Control of the outbreak included isolating colonized or infected patients and emphasizing appropriate glove use and handwashing. Patients were treated initially with either imipenem or ciprofloxacin for 7–10 days, but later treatment was changed to ciprofloxacin for 4–6 weeks in an attempt to eradicate long-term carriage.
The genus Salmonella is not common hospital flora, and ESBL production with multiple antibiotic resistance is rarely associated with this organism. Constant antibiotic pressure can select multidrug-resistance and ESBL-producing bacteria, enabling their transmission among hospitalized patients.8 We cannot exclude the possibility that this mechanism of resistance was due to selective pressure, despite the evidence that very few patients had been exposed to the third-generation cephalosporins before isolation of the SI-ESBL.
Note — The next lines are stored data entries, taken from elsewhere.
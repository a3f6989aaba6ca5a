//! # Primitive Value Types
//!
//! Fixed-width value types used throughout the chain: 32-byte hashes,
//! 20-byte addresses, 256-bit balances, and signature/public-key blobs.
//!
//! All of them share one canonical textual form: lowercase hex with a `0x`
//! prefix at fixed length. `Display`, `Debug`, and `FromStr` agree on it.

use serde::{Deserialize, Serialize};
use serde_with::{serde_as, Bytes};
use std::fmt;
use std::str::FromStr;

/// 256-bit unsigned integer for balances, fees, and stake.
pub use primitive_types::U256;

// =============================================================================
// HEX HELPERS
// =============================================================================

const HEX_CHARS: &[u8; 16] = b"0123456789abcdef";

fn write_hex(f: &mut fmt::Formatter<'_>, bytes: &[u8]) -> fmt::Result {
    write!(f, "0x")?;
    for b in bytes {
        write!(
            f,
            "{}{}",
            HEX_CHARS[(b >> 4) as usize] as char,
            HEX_CHARS[(b & 0x0f) as usize] as char
        )?;
    }
    Ok(())
}

fn parse_hex(s: &str, out: &mut [u8]) -> Result<(), HexError> {
    let body = s.strip_prefix("0x").ok_or(HexError::MissingPrefix)?;
    if body.len() != out.len() * 2 {
        return Err(HexError::BadLength {
            expected: out.len() * 2,
            actual: body.len(),
        });
    }
    for (i, chunk) in body.as_bytes().chunks_exact(2).enumerate() {
        let hi = hex_val(chunk[0])?;
        let lo = hex_val(chunk[1])?;
        out[i] = (hi << 4) | lo;
    }
    Ok(())
}

fn hex_val(c: u8) -> Result<u8, HexError> {
    match c {
        b'0'..=b'9' => Ok(c - b'0'),
        b'a'..=b'f' => Ok(c - b'a' + 10),
        _ => Err(HexError::BadDigit(c as char)),
    }
}

/// Error parsing the canonical hex form.
#[derive(Clone, Debug, PartialEq, Eq, thiserror::Error)]
pub enum HexError {
    #[error("missing 0x prefix")]
    MissingPrefix,
    #[error("expected {expected} hex digits, got {actual}")]
    BadLength { expected: usize, actual: usize },
    #[error("invalid hex digit '{0}' (uppercase is not canonical)")]
    BadDigit(char),
}

macro_rules! fixed_bytes {
    ($(#[$doc:meta])* $name:ident, $len:expr) => {
        $(#[$doc])*
        #[serde_as]
        #[derive(Clone, Copy, PartialEq, Eq, Hash, PartialOrd, Ord, Serialize, Deserialize)]
        pub struct $name(#[serde_as(as = "Bytes")] pub [u8; $len]);

        impl $name {
            /// Byte width of this type.
            pub const LEN: usize = $len;

            /// The all-zero value.
            pub const fn zero() -> Self {
                Self([0u8; $len])
            }

            /// True if every byte is zero.
            pub fn is_zero(&self) -> bool {
                self.0.iter().all(|b| *b == 0)
            }

            pub fn from_bytes(bytes: [u8; $len]) -> Self {
                Self(bytes)
            }

            /// Borrow the raw bytes.
            pub fn as_bytes(&self) -> &[u8; $len] {
                &self.0
            }

            /// Parse from a slice, failing on length mismatch.
            pub fn from_slice(slice: &[u8]) -> Option<Self> {
                let arr: [u8; $len] = slice.try_into().ok()?;
                Some(Self(arr))
            }
        }

        impl Default for $name {
            fn default() -> Self {
                Self::zero()
            }
        }

        impl AsRef<[u8]> for $name {
            fn as_ref(&self) -> &[u8] {
                &self.0
            }
        }

        impl fmt::Display for $name {
            fn fmt(&self, f: &mut fmt::Formatter<'_>) -> fmt::Result {
                write_hex(f, &self.0)
            }
        }

        impl fmt::Debug for $name {
            fn fmt(&self, f: &mut fmt::Formatter<'_>) -> fmt::Result {
                write_hex(f, &self.0)
            }
        }

        impl FromStr for $name {
            type Err = HexError;

            fn from_str(s: &str) -> Result<Self, Self::Err> {
                let mut out = [0u8; $len];
                parse_hex(s, &mut out)?;
                Ok(Self(out))
            }
        }
    };
}

fixed_bytes!(
    /// A 32-byte BLAKE3 hash, compared byte-wise.
    Hash,
    32
);

fixed_bytes!(
    /// A 20-byte account address (last 20 bytes of Keccak-256 of the
    /// Ed25519 public key).
    Address,
    20
);

fixed_bytes!(
    /// A 64-byte Ed25519 signature blob.
    Ed25519Sig,
    64
);

fixed_bytes!(
    /// A 32-byte Ed25519 public key blob.
    Ed25519Pub,
    32
);

fixed_bytes!(
    /// A 96-byte BLS12-381 signature blob (min_pk, G2 point, compressed).
    BlsSig,
    96
);

fixed_bytes!(
    /// A 48-byte BLS12-381 public key blob (min_pk, G1 point, compressed).
    BlsPub,
    48
);

impl Hash {
    /// Hash arbitrary bytes with BLAKE3.
    pub fn digest(data: &[u8]) -> Self {
        Self(*blake3::hash(data).as_bytes())
    }
}

// =============================================================================
// U256 CANONICAL TEXT FORM
// =============================================================================

/// Render a U256 as fixed-length lowercase `0x` hex (64 digits).
pub fn u256_to_hex(value: &U256) -> String {
    let mut buf = [0u8; 32];
    value.to_big_endian(&mut buf);
    let mut s = String::with_capacity(66);
    s.push_str("0x");
    for b in buf {
        s.push(HEX_CHARS[(b >> 4) as usize] as char);
        s.push(HEX_CHARS[(b & 0x0f) as usize] as char);
    }
    s
}

/// Parse a U256 from the canonical fixed-length hex form.
pub fn u256_from_hex(s: &str) -> Result<U256, HexError> {
    let mut buf = [0u8; 32];
    parse_hex(s, &mut buf)?;
    Ok(U256::from_big_endian(&buf))
}

#[cfg(test)]
mod tests {
    use super::*;

    #[test]
    fn hex_round_trip() {
        let mut bytes = [0u8; 32];
        for (i, b) in bytes.iter_mut().enumerate() {
            *b = i as u8;
        }
        let h = Hash::from_bytes(bytes);
        let text = h.to_string();
        assert!(text.starts_with("0x"));
        assert_eq!(text.len(), 66);
        assert_eq!(text.parse::<Hash>().unwrap(), h);
    }

    #[test]
    fn rejects_uppercase_and_bad_length() {
        assert!(matches!(
            "ab".repeat(20).parse::<Address>(),
            Err(HexError::MissingPrefix)
        ));
        let upper = format!("0x{}", "AB".repeat(20));
        assert!(matches!(upper.parse::<Address>(), Err(HexError::BadDigit('A'))));
        let short = format!("0x{}", "ab".repeat(19));
        assert!(matches!(short.parse::<Address>(), Err(HexError::BadLength { .. })));
    }

    #[test]
    fn zero_is_zero() {
        assert!(Hash::zero().is_zero());
        assert!(!Hash::digest(b"x").is_zero());
    }

    #[test]
    fn u256_hex_is_fixed_length() {
        let v = U256::from(0xdeadbeefu64);
        let text = u256_to_hex(&v);
        assert_eq!(text.len(), 66);
        assert_eq!(u256_from_hex(&text).unwrap(), v);
    }
}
In Africa, the source and mode of transmission of Salmonella species is unclear and includes animals, animal products, water and infected humans. Young children may excrete the organisms for up to 4 months, and outbreaks in hospitals and day-care centers support the importance of person-to-person spread.1,8 Person-to-person spread in hospital units is associated with poor infection control and is often exacerbated by staff shortages. Transmission from clinical and nursing staff carriers to patients is not thought to play a major role.9,10
Horizontal transmission was considered the most likely route of transmission. This is supported by the finding that some patients were microbiologically negative on stool and blood culture for SI-ESBL before their clinical presentation. The clustering of patients in wards and the timing of presentation also support the spread of the organism from patient to patient. In the outbreak investigation conducted, we documented spread of the organism to adjacent infants. Clear epidemiologic links between patients were documented among some cases; however, this information was not always possible to ascertain because of the numbers of patients in the wards and the retrospective nature of the data. Staff members were not screened during this outbreak.
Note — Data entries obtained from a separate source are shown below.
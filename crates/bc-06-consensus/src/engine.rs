//! # Consensus Engine
//!
//! The per-height phase machine: `Idle → Proposed → Prepared → Committed`,
//! with `ViewChanging` reachable from any non-committed state. The engine is
//! pure event-in/actions-out: the node owns sockets, timers, and the
//! executor, feeds verified events here, and performs whatever [`Action`]s
//! come back.
//!
//! Pipelining: once Prepare finishes the engine exposes the prepared block,
//! so the next leader can build on it before the commit certificate lands;
//! a view change rolls an unprepared candidate back.

use crate::aggregation::VoteAggregator;
use crate::errors::ConsensusError;
use crate::leader::leader_index;
use crate::messages::{Proposal, ViewChange, Vote, VotePhase};
use crate::slashing::{EquivocationEvidence, SlashingDb};
use crate::validators::ValidatorSet;
use shared_crypto::{BlsKeyPair, BlsPublicKey, BlsSignature};
use shared_types::{Block, ChainParameters, CommitCertificate, Hash};
use std::collections::HashMap;
use std::time::Duration;
use tracing::{debug, info, warn};

/// Phase of the current `(height, view)`.
#[derive(Clone, Copy, Debug, PartialEq, Eq)]
pub enum Phase {
    Idle,
    Proposed,
    Prepared,
    Committed,
    ViewChanging,
}

/// What the node must do after an event.
#[derive(Clone, Debug)]
pub enum Action {
    BroadcastVote(Vote),
    BroadcastViewChange(ViewChange),
    /// Height finalized: execute, persist, then call `start_height`.
    CommitBlock {
        block: Box<Block>,
        certificate: CommitCertificate,
    },
    /// This node leads `(height, view)`: build a candidate and feed it back
    /// through `make_proposal`.
    Propose { height: u64, view: u64 },
    /// (Re)arm the view timer.
    ScheduleTimeout(Duration),
}

/// Event-driven BFT engine for one validator or replica.
pub struct ConsensusEngine {
    params: ChainParameters,
    validators: ValidatorSet,
    epoch_seed: Hash,
    /// Local signing key; `None` runs as a read-only replica.
    bls: Option<BlsKeyPair>,
    local_index: Option<u8>,

    height: u64,
    view: u64,
    phase: Phase,
    parent_hash: Hash,

    block: Option<Block>,
    block_hash: Option<Hash>,
    prepare_agg: VoteAggregator,
    commit_agg: VoteAggregator,
    /// Commit certificate that arrived before its proposal.
    pending_commit: Option<CommitCertificate>,
    /// Highest prepared block this height, for re-proposal after a view
    /// change and for pipelined building.
    prepared: Option<Block>,
    /// Verified view-change messages per proposed view.
    view_changes: HashMap<u64, HashMap<u8, ViewChange>>,

    slashing: SlashingDb,
}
It is not common to see ESBL expression between cefepime and amoxicillin-clavulanic acid. In this study, cefepime was a useful marker for ESBL detection, as we encountered hidden resistance with the third-generation cephalosporins. The absence of zones of inhibition around ceftriaxone and ceftazidime may have affected the potentiation of ESBL production. Our laboratories do not routinely perform MICs on stool isolates. This study should serve to reinforce the importance of template distance when screening for ESBL production and the fact that we should no longer confine ourselves to determining this expression only with third-generation cephalosporins.
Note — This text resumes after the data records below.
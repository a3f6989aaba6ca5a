//! # Protocol Fee Arithmetic
//!
//! The base-fee update rule and the intrinsic gas table. Pure functions over
//! [`ChainParameters`](crate::ChainParameters); the mempool prices admission
//! with them and the executor charges with them, so they live beside the
//! shared types rather than in either subsystem.

use crate::params::ChainParameters;
use crate::primitives::U256;
use crate::TxKind;

/// Gas per non-zero byte of transaction data.
pub const DATA_NONZERO_BYTE_GAS: u64 = 16;
/// Gas per zero byte of transaction data.
pub const DATA_ZERO_BYTE_GAS: u64 = 4;

/// Base fee of the block following a parent with the given usage.
///
/// Let `target = parent_gas_limit / elasticity`. At exactly `target` the fee
/// is unchanged; above it the fee rises by
/// `max(1, base · (used − target) / target / denominator)`; below it the fee
/// falls symmetrically, floored at zero.
pub fn next_base_fee(
    parent_base_fee: U256,
    parent_gas_used: u64,
    parent_gas_limit: u64,
    params: &ChainParameters,
) -> U256 {
    let target = parent_gas_limit / params.elasticity_multiplier;
    if target == 0 {
        return parent_base_fee;
    }
    let denominator = U256::from(params.base_fee_change_denominator);

    if parent_gas_used == target {
        parent_base_fee
    } else if parent_gas_used > target {
        let delta = parent_base_fee
            .saturating_mul(U256::from(parent_gas_used - target))
            / U256::from(target)
            / denominator;
        parent_base_fee.saturating_add(delta.max(U256::one()))
    } else {
        let delta = parent_base_fee
            .saturating_mul(U256::from(target - parent_gas_used))
            / U256::from(target)
            / denominator;
        parent_base_fee.saturating_sub(delta)
    }
}

/// Gas charged before any execution: the per-kind floor plus the data cost.
pub fn intrinsic_gas(kind: TxKind, data: &[u8], params: &ChainParameters) -> u64 {
    let base = match kind {
        TxKind::Transfer => params.transfer_gas_cost,
        TxKind::ContractDeploy => params.contract_deploy_gas_cost,
        TxKind::ContractCall
        | TxKind::StakeDeposit
        | TxKind::StakeWithdraw
        | TxKind::ValidatorRegister => params.contract_call_gas_cost,
    };
    base.saturating_add(data_gas(data))
}

/// Per-byte data cost with the zero/non-zero split.
pub fn data_gas(data: &[u8]) -> u64 {
    let zero = data.iter().filter(|b| **b == 0).count() as u64;
    let nonzero = data.len() as u64 - zero;
    zero.saturating_mul(DATA_ZERO_BYTE_GAS)
        .saturating_add(nonzero.saturating_mul(DATA_NONZERO_BYTE_GAS))
}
ESBL genotyping of isolates from this outbreak have been described elsewhere, and many ESBL-producing Salmonella isolates in South Africa, including SI, harbor TEM 131 or TEM 63.5 The presence of TEM 131 in an organism characteristically manifests with increased in vitro resistance to cefepime.
Clinical features in Malawian children presenting with nontyphoidal salmonellosis included fever, cough and diarrhea1,2; overall mortality was 38%; and young age and clinical HIV infection were risk factors for death.2 Studies have reported that children infected with HIV in Africa have a higher risk of acquiring salmonellosis.1,3
This report should serve to increase the awareness and importance regarding the potential for outbreaks of ESBL-producing Salmonella spp. in immunosuppressed children.
The actual number of patients infected with ESBL strains is likely greater than that which we detected. Asymptomatic carriers or mild cases, which were missed, could be an explanation for the persistence and dissemination of this clone in the pediatric wards.
Special thanks to Mr J. Kolobe, Ms T. Kruger, Mrs A. Sooka, and Mrs. T. Capper for technical assistance, Professor H. K. Koornhof for reviewing the manuscript, NHLS/SAIMR for grant support, and to the patients, laboratory and nursing staff at CHB Hospital for their contribution.